WikiLeaks founder Assange freed in US plea deal

BSS/AFP

AP photo: WikiLeaks founder Julian Assange leaves the US federal court in Mariana Islands on Wednesday

Julian Assange was on his way to his native Australia on Wednesday as a free man after years of international legal drama for the WikiLeaks founder, who had long been wanted for revealing US state secrets.

Assange, who from 2010 published hundreds of thousands of secret US documents as head of the whistleblowing website, was released this week from a high-security British prison.

The 52-year-old traveled to the Northern Mariana Islands, a Pacific US territory, to plead guilty to a single count of conspiracy to obtain and disseminate national defence information.

He was sentenced Wednesday to five years and two months in prison -- but credited for the same amount of time he spent behind bars in Britain while fighting extradition to the United States.

"You will be able to walk out of this courtroom a free man," the judge told Assange, adding she hoped the deal would restore some "peace" to him after his incarceration.

Over the years, Assange has become a hero to free speech campaigners and a villain to those who thought he had endangered US security and intelligence sources.

He did not address the media as he left the court, and his plane took off shortly thereafter for Canberra, where he will be reunited with his family.

"Working as a journalist, I encouraged my source to provide material that was said to be classified," Assange, dressed in a black suit with a brown tie and his hair slicked back, told the court.

His lawyer Jen Robinson said after the hearing it was a "historic day" that "brings to an end 14 years of legal battles".

"It also brings to an end a case which has been recognised as the greatest threat to the First Amendment in the 21st century," she told reporters, calling the plea bargain a "huge relief".

- Case 'dragged on' -

Looking tired but relaxed during the proceedings, Assange shared a brief laugh with Kevin Rudd, Australia's ambassador to the United States.

The Northern Mariana Islands was chosen because of Assange's unwillingness to go to the continental United States and because of its proximity to Australia.

Journalists and curious locals, several in colourful Hawaiian shirts, packed the small courtroom. One Saipan resident told AFP he had come to "see the main event".

Australian Prime Minister Anthony Albanese said the plea deal hearing was a "welcome development".

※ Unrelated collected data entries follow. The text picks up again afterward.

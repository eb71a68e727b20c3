pub mod modern;
pub mod pipe;
pub mod styles;
pub mod util;

// Re-export the shared formatting helpers so callers can use
// `crate::ui::progress_label(...)`.
pub use util::{gauge_ratio, progress_label};
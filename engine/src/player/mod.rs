//! Player Module
//!
//! Player simulation state and the jump state machine.
//!
//! - [`state`] - Position plus the jump/idle flag
//! - [`jump_controller`] - Idle/Jumping transitions and the window countdown

pub mod jump_controller;
pub mod state;

pub use jump_controller::{JUMP_IMPULSE_FACTOR, JUMP_STRENGTH, JUMP_WINDOW, JumpController};
pub use state::{JumpState, Player};
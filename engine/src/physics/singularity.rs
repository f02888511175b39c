//! Singularity pull evaluation
//!
//! The singularity is a single special attractor with an inverse-distance
//! falloff and a finite engagement radius. Outside the radius it has no
//! effect at all; inside, its pull grows as the player gets closer, with
//! the distance clamped to a minimum so the rate stays finite.
//!
//! Rates are in units per second; the frame stepper multiplies the returned
//! vector by the frame's delta time.

use glam::Vec3;

use crate::world::Singularity;

/// Distance inside which the singularity pulls, in units. At or beyond this
/// distance the evaluator returns the zero vector.
pub const ENGAGEMENT_RADIUS: f32 = 10.0;

/// Numerator of the inverse-distance pull rate.
pub const PULL_CONSTANT: f32 = 0.1;

/// Minimum distance used in the rate division. Bounds the pull rate at
/// `PULL_CONSTANT / MIN_PULL_DISTANCE` and keeps it finite when the player
/// sits on top of the singularity.
pub const MIN_PULL_DISTANCE: f32 = 0.01;

/// Evaluate the singularity displacement rate for a player at `position`.
///
/// Zero vector at distance >= [`ENGAGEMENT_RADIUS`]; otherwise
/// `PULL_CONSTANT / distance` toward the singularity, with the distance
/// clamped to [`MIN_PULL_DISTANCE`] before dividing. A player exactly on
/// the singularity gets a zero vector (undefined direction).
///
/// Pure function: nothing is mutated.
pub fn evaluate(position: Vec3, singularity: &Singularity) -> Vec3 {
    let distance = position.distance(singularity.position);
    if distance >= ENGAGEMENT_RADIUS {
        return Vec3::ZERO;
    }

    let rate = PULL_CONSTANT / distance.max(MIN_PULL_DISTANCE);
    let direction = (singularity.position - position).normalize_or_zero();
    direction * rate
}
//! Game Module
//!
//! Contains game-specific glue that builds on top of the engine.

pub mod session;

pub use session::{GameSession, SessionAction};
//! World Configuration Module
//!
//! The full read-only description of a playground world: the ordered
//! attractor registry plus the singularity. Registry order matters - it is
//! the tie-break order when two attractors are equally close to the player.
//!
//! ## Default World
//! The default world is the classic playground: a normal-gravity planet
//! below the spawn point, a low-gravity planet to the right, a
//! reverse-gravity planet up and to the left, and a black hole further out
//! on the right.

use std::fs;
use std::path::Path;

use glam::Vec3;
use serde::{Deserialize, Serialize};

use crate::error::SimError;
use crate::world::bodies::{Attractor, Singularity};

/// World configuration consumed read-only by the simulation.
#[derive(Debug, Clone, PartialEq, Serialize, Deserialize)]
pub struct WorldConfig {
    /// Ordered attractor registry. Must be non-empty before the simulation
    /// starts; order is the nearest-selection tie-break.
    pub attractors: Vec<Attractor>,
    /// The single singularity.
    pub singularity: Singularity,
}

impl Default for WorldConfig {
    fn default() -> Self {
        Self::playground()
    }
}

impl WorldConfig {
    /// The classic playground scene.
    pub fn playground() -> Self {
        Self {
            attractors: vec![
                Attractor::normal(Vec3::new(0.0, -5.0, 0.0), 3.0),
                Attractor::low(Vec3::new(10.0, 0.0, 0.0), 4.0),
                Attractor::reverse(Vec3::new(-10.0, 5.0, 0.0), 5.0),
            ],
            singularity: Singularity::new(Vec3::new(15.0, 0.0, 0.0), 5.0),
        }
    }

    /// Parse a world configuration from a JSON document.
    pub fn from_json_str(json: &str) -> Result<Self, SimError> {
        Ok(serde_json::from_str(json)?)
    }

    /// Load a world configuration from a JSON file.
    pub fn from_file(path: impl AsRef<Path>) -> Result<Self, SimError> {
        let path = path.as_ref();
        let json = fs::read_to_string(path).map_err(|source| SimError::ConfigIo {
            path: path.to_path_buf(),
            source,
        })?;
        Self::from_json_str(&json)
    }

    /// Check that the registry can drive a simulation.
    pub fn validate(&self) -> Result<(), SimError> {
        if self.attractors.is_empty() {
            return Err(SimError::EmptyRegistry);
        }
        Ok(())
    }
}
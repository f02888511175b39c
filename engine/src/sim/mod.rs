//! Frame Stepper
//!
//! [`Simulation`] is the explicit simulation context: it owns the world
//! configuration, the player, and the jump controller, and advances one
//! tick per call to [`Simulation::step`]. An external frame-pacing loop is
//! expected to call `step` once per rendered frame and read the player
//! position afterwards.
//!
//! Everything runs on the caller's thread. The jump-window countdown is
//! ticked inside `step`, so the jump flag is never mutated from a second
//! callback context.
//!
//! # Example
//!
//! ```ignore
//! use orbitfall_engine::sim::Simulation;
//! use orbitfall_engine::world::WorldConfig;
//!
//! let mut sim = Simulation::new(WorldConfig::playground())?;
//! // Each frame:
//! sim.step(delta_time)?;
//! let position = sim.player().position;
//! ```

use glam::Vec3;

use crate::error::SimError;
use crate::physics::{gravity, singularity};
use crate::player::{JumpController, Player};
use crate::world::WorldConfig;

/// Owns all simulation state and advances it one tick at a time.
#[derive(Debug, Clone)]
pub struct Simulation {
    world: WorldConfig,
    player: Player,
    jump: JumpController,
}

impl Simulation {
    /// Create a simulation over a world with the default player spawn.
    ///
    /// # Errors
    /// Returns [`SimError::EmptyRegistry`] if the world has no attractors;
    /// the registry must be non-empty before the simulation starts.
    pub fn new(world: WorldConfig) -> Result<Self, SimError> {
        Self::with_player(world, Player::default())
    }

    /// Create a simulation with an explicit starting player.
    pub fn with_player(world: WorldConfig, player: Player) -> Result<Self, SimError> {
        world.validate()?;
        log::info!(
            "simulation start: {} attractors, singularity at {:?}, player at {:?}",
            world.attractors.len(),
            world.singularity.position,
            player.position
        );
        Ok(Self {
            world,
            player,
            jump: JumpController::new(),
        })
    }

    /// The player as of the last completed tick.
    pub fn player(&self) -> &Player {
        &self.player
    }

    /// The read-only world configuration.
    pub fn world(&self) -> &WorldConfig {
        &self.world
    }

    /// Time remaining in the current jump window, zero while idle.
    pub fn jump_window_remaining(&self) -> f32 {
        self.jump.window_remaining()
    }

    /// Handle a jump input edge. Returns `true` if the jump was taken,
    /// `false` if it was dropped because the player is already airborne.
    pub fn request_jump(&mut self) -> bool {
        self.jump.try_jump(&mut self.player)
    }

    /// Advance the simulation by `dt` seconds and return the displacement
    /// applied to the player this tick.
    ///
    /// Ticks the jump-window countdown first. While the window is open the
    /// position is left untouched (the jump impulse was already applied at
    /// transition time). Otherwise both evaluators read the start-of-tick
    /// position, and their combined rate is committed scaled by `dt`.
    ///
    /// `dt <= 0` is a no-op.
    ///
    /// # Errors
    /// Returns [`SimError::EmptyRegistry`] if the attractor registry is
    /// empty. `Simulation::new` rejects such worlds, so this only fires if
    /// the world was replaced with an invalid one.
    pub fn step(&mut self, dt: f32) -> Result<Vec3, SimError> {
        if dt <= 0.0 {
            return Ok(Vec3::ZERO);
        }

        self.jump.update(&mut self.player, dt);
        if self.player.is_jumping() {
            log::trace!(
                "tick: airborne, {:.3}s left in jump window",
                self.jump.window_remaining()
            );
            return Ok(Vec3::ZERO);
        }

        // Both evaluators read the same start-of-tick position.
        let start = self.player.position;
        let gravity_rate = gravity::evaluate(start, &self.world.attractors)?;
        let pull_rate = singularity::evaluate(start, &self.world.singularity);

        let displacement = (gravity_rate + pull_rate) * dt;
        self.player.position = start + displacement;
        log::trace!(
            "tick: gravity {:?} + pull {:?} -> player {:?}",
            gravity_rate,
            pull_rate,
            self.player.position
        );
        Ok(displacement)
    }
}

#[cfg(test)]
mod tests {
    use super::*;
    use crate::world::{Attractor, Singularity, WorldConfig};

    fn far_singularity() -> Singularity {
        Singularity::new(Vec3::new(1000.0, 0.0, 0.0), 5.0)
    }

    #[test]
    fn test_new_rejects_empty_registry() {
        let world = WorldConfig {
            attractors: Vec::new(),
            singularity: far_singularity(),
        };
        assert!(matches!(Simulation::new(world), Err(SimError::EmptyRegistry)));
    }

    #[test]
    fn test_zero_dt_is_a_no_op() {
        let mut sim = Simulation::new(WorldConfig::playground()).unwrap();
        let before = sim.player().position;
        assert_eq!(sim.step(0.0).unwrap(), Vec3::ZERO);
        assert_eq!(sim.step(-1.0).unwrap(), Vec3::ZERO);
        assert_eq!(sim.player().position, before);
    }

    #[test]
    fn test_displacement_scales_with_dt() {
        let world = WorldConfig {
            attractors: vec![Attractor::normal(Vec3::new(0.0, -5.0, 0.0), 3.0)],
            singularity: far_singularity(),
        };
        let player = Player::new(Vec3::new(0.0, 1.0, 0.0));

        let mut full = Simulation::with_player(world.clone(), player).unwrap();
        let mut half = Simulation::with_player(world, player).unwrap();

        let d_full = full.step(1.0).unwrap();
        let d_half = half.step(0.5).unwrap();
        assert_eq!(d_full, Vec3::new(0.0, -0.05, 0.0));
        assert_eq!(d_half, d_full * 0.5);
    }
}
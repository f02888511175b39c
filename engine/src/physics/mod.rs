//! Physics module for the gravity playground
//!
//! Pure displacement evaluation for the player. No external physics library
//! dependencies: the pull math is small enough to own outright.
//!
//! # Unit System
//!
//! Positions are in world units; displacement rates are in units per second
//! and get multiplied by the frame delta time in the stepper.
//!
//! # Submodules
//!
//! - [`types`] - Core math types re-exported from glam
//! - [`gravity`] - Nearest-attractor selection and per-profile pull rates
//! - [`singularity`] - Distance-gated inverse-distance pull

pub mod gravity;
pub mod singularity;
pub mod types;

// Re-export commonly used items at the physics module level
pub use gravity::{GravityProfile, LOW_GRAVITY_RATE, NORMAL_GRAVITY_RATE, REVERSE_GRAVITY_RATE};
pub use singularity::{ENGAGEMENT_RADIUS, MIN_PULL_DISTANCE, PULL_CONSTANT};
pub use types::Vec3;
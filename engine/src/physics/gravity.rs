//! Nearest-attractor gravity evaluation
//!
//! The player is only ever pulled by the closest attractor in the world.
//! Each attractor carries a gravity profile that fixes the sign and
//! magnitude of its pull; the evaluator scans the registry for the closest
//! body and returns a displacement rate along the direction to it.
//!
//! Rates are in units per second; the frame stepper multiplies the returned
//! vector by the frame's delta time.
//!
//! # Example
//!
//! ```ignore
//! use orbitfall_engine::physics::gravity;
//! use orbitfall_engine::world::Attractor;
//! use glam::Vec3;
//!
//! let planets = vec![Attractor::normal(Vec3::new(0.0, -5.0, 0.0), 3.0)];
//! let pull = gravity::evaluate(Vec3::new(0.0, 1.0, 0.0), &planets)?;
//! // pull points straight down at 0.05 units/sec
//! ```

use glam::Vec3;
use serde::{Deserialize, Serialize};

use crate::error::SimError;
use crate::world::Attractor;

/// Pull rate of a normal-gravity attractor in units per second.
pub const NORMAL_GRAVITY_RATE: f32 = 0.05;

/// Pull rate of a low-gravity attractor in units per second.
pub const LOW_GRAVITY_RATE: f32 = 0.02;

/// Pull rate of a reverse-gravity attractor in units per second.
/// The direction vector still points at the attractor; the negative rate
/// makes the net motion point away from it.
pub const REVERSE_GRAVITY_RATE: f32 = -0.05;

/// Gravity behavior of an attractor, fixed at creation.
#[derive(Debug, Clone, Copy, PartialEq, Eq, Serialize, Deserialize)]
pub enum GravityProfile {
    /// Standard pull toward the attractor.
    Normal,
    /// Weaker pull toward the attractor.
    Low,
    /// Push away from the attractor. Unbounded: there is no engagement
    /// radius, matching normal and low profiles.
    Reverse,
}

impl GravityProfile {
    /// Signed pull rate for this profile in units per second.
    pub fn pull_rate(&self) -> f32 {
        match self {
            GravityProfile::Normal => NORMAL_GRAVITY_RATE,
            GravityProfile::Low => LOW_GRAVITY_RATE,
            GravityProfile::Reverse => REVERSE_GRAVITY_RATE,
        }
    }
}

/// Find the attractor closest to `position`.
///
/// Ties are broken by registry order: the first attractor at the minimum
/// distance wins. This is observable behavior (it decides which profile
/// applies) and must stay a strict `<` linear scan.
///
/// # Errors
/// Returns [`SimError::EmptyRegistry`] if `attractors` is empty.
pub fn nearest(position: Vec3, attractors: &[Attractor]) -> Result<&Attractor, SimError> {
    let mut closest: Option<&Attractor> = None;
    let mut min_distance = f32::INFINITY;

    for attractor in attractors {
        let distance = position.distance(attractor.position);
        if distance < min_distance {
            min_distance = distance;
            closest = Some(attractor);
        }
    }

    closest.ok_or(SimError::EmptyRegistry)
}

/// Evaluate the gravity displacement rate for a player at `position`.
///
/// Returns the normalized direction from the player to the nearest
/// attractor, scaled by the attractor's profile rate. If the player sits
/// exactly on the attractor the direction is undefined and the result is
/// the zero vector instead of NaN.
///
/// Pure function: neither the player nor the registry is mutated.
///
/// # Errors
/// Returns [`SimError::EmptyRegistry`] if `attractors` is empty.
pub fn evaluate(position: Vec3, attractors: &[Attractor]) -> Result<Vec3, SimError> {
    let attractor = nearest(position, attractors)?;
    let direction = (attractor.position - position).normalize_or_zero();
    Ok(direction * attractor.profile.pull_rate())
}

#[cfg(test)]
mod tests {
    use super::*;

    fn single(profile: GravityProfile, position: Vec3) -> Vec<Attractor> {
        vec![Attractor::new(position, 3.0, profile)]
    }

    #[test]
    fn test_profile_rates() {
        assert_eq!(GravityProfile::Normal.pull_rate(), 0.05);
        assert_eq!(GravityProfile::Low.pull_rate(), 0.02);
        assert_eq!(GravityProfile::Reverse.pull_rate(), -0.05);
    }

    #[test]
    fn test_empty_registry_is_an_error() {
        let result = evaluate(Vec3::ZERO, &[]);
        assert!(matches!(result, Err(SimError::EmptyRegistry)));
    }

    #[test]
    fn test_normal_pull_straight_down() {
        let planets = single(GravityProfile::Normal, Vec3::new(0.0, -5.0, 0.0));
        let pull = evaluate(Vec3::new(0.0, 1.0, 0.0), &planets).unwrap();
        assert_eq!(pull, Vec3::new(0.0, -0.05, 0.0));
    }

    #[test]
    fn test_reverse_pull_points_away() {
        let planets = single(GravityProfile::Reverse, Vec3::new(0.0, -5.0, 0.0));
        let pull = evaluate(Vec3::new(0.0, 1.0, 0.0), &planets).unwrap();
        // Direction to the attractor is -Y; the negative rate flips it.
        assert_eq!(pull, Vec3::new(0.0, 0.05, 0.0));
    }

    #[test]
    fn test_coincident_position_yields_zero() {
        let center = Vec3::new(2.0, 3.0, 4.0);
        let planets = single(GravityProfile::Normal, center);
        let pull = evaluate(center, &planets).unwrap();
        assert_eq!(pull, Vec3::ZERO);
        assert!(pull.is_finite());
    }

    #[test]
    fn test_nearest_prefers_closer_attractor() {
        let planets = vec![
            Attractor::new(Vec3::new(100.0, 0.0, 0.0), 3.0, GravityProfile::Normal),
            Attractor::new(Vec3::new(1.0, 0.0, 0.0), 3.0, GravityProfile::Low),
        ];
        let chosen = nearest(Vec3::ZERO, &planets).unwrap();
        assert_eq!(chosen.profile, GravityProfile::Low);
    }

    #[test]
    fn test_tie_breaks_to_registry_order() {
        let planets = vec![
            Attractor::new(Vec3::new(5.0, 0.0, 0.0), 3.0, GravityProfile::Low),
            Attractor::new(Vec3::new(-5.0, 0.0, 0.0), 3.0, GravityProfile::Reverse),
        ];
        // Equidistant from the origin; the first entry must win, every time.
        for _ in 0..3 {
            let chosen = nearest(Vec3::ZERO, &planets).unwrap();
            assert_eq!(chosen.profile, GravityProfile::Low);
        }
    }
}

His government had earlier said Assange's case had "dragged on for too long" with "nothing to be gained by his continued incarceration".

WikiLeaks said on social media platform X that the plea bargain "should never have had to happen."

But former US vice president Mike Pence slammed the plea deal on X as a "miscarriage of justice" that "dishonors the service and sacrifice of the men and women of our Armed Forces."

US authorities had wanted to put Assange on trial for divulging military secrets about the wars in Iraq and Afghanistan.

He was indicted by a US federal grand jury in 2019 on 18 counts stemming from WikiLeaks' publication of a trove of national security documents.

The United Nations hailed Assange's release, saying the case had raised "a series of human rights concerns".

- End to 'ordeal' -

Assange's mother Christine said in a statement carried by Australian media that she was "grateful that my son's ordeal is finally coming to an end."

The announcement of the deal came two weeks before Assange was scheduled to appear in court in Britain to appeal against a ruling that approved his extradition to the United States.

Assange had been detained in the high-security Belmarsh prison in London since April 2019.

He was arrested after spending seven years in Ecuador's London embassy to avoid extradition to Sweden, where he faced accusations of sexual assault that were eventually dropped.

The material he released through WikiLeaks included video showing civilians being killed by fire from a US helicopter gunship in Iraq in 2007. The victims included a photographer and a driver from Reuters.

The United States accused Assange under the 1917 Espionage Act and supporters warned he risked being sentenced to 175 years in prison.

The British government approved his extradition in June 2022 but -- in a recent twist -- two British judges said in May that he could appeal against the transfer.

The plea deal was not entirely unexpected. US President Joe Biden had been under growing pressure to drop the long-running case against Assange.

The Australian government made an official request to that effect in February and Biden said he would consider it, raising hopes among Assange supporters that his ordeal might end.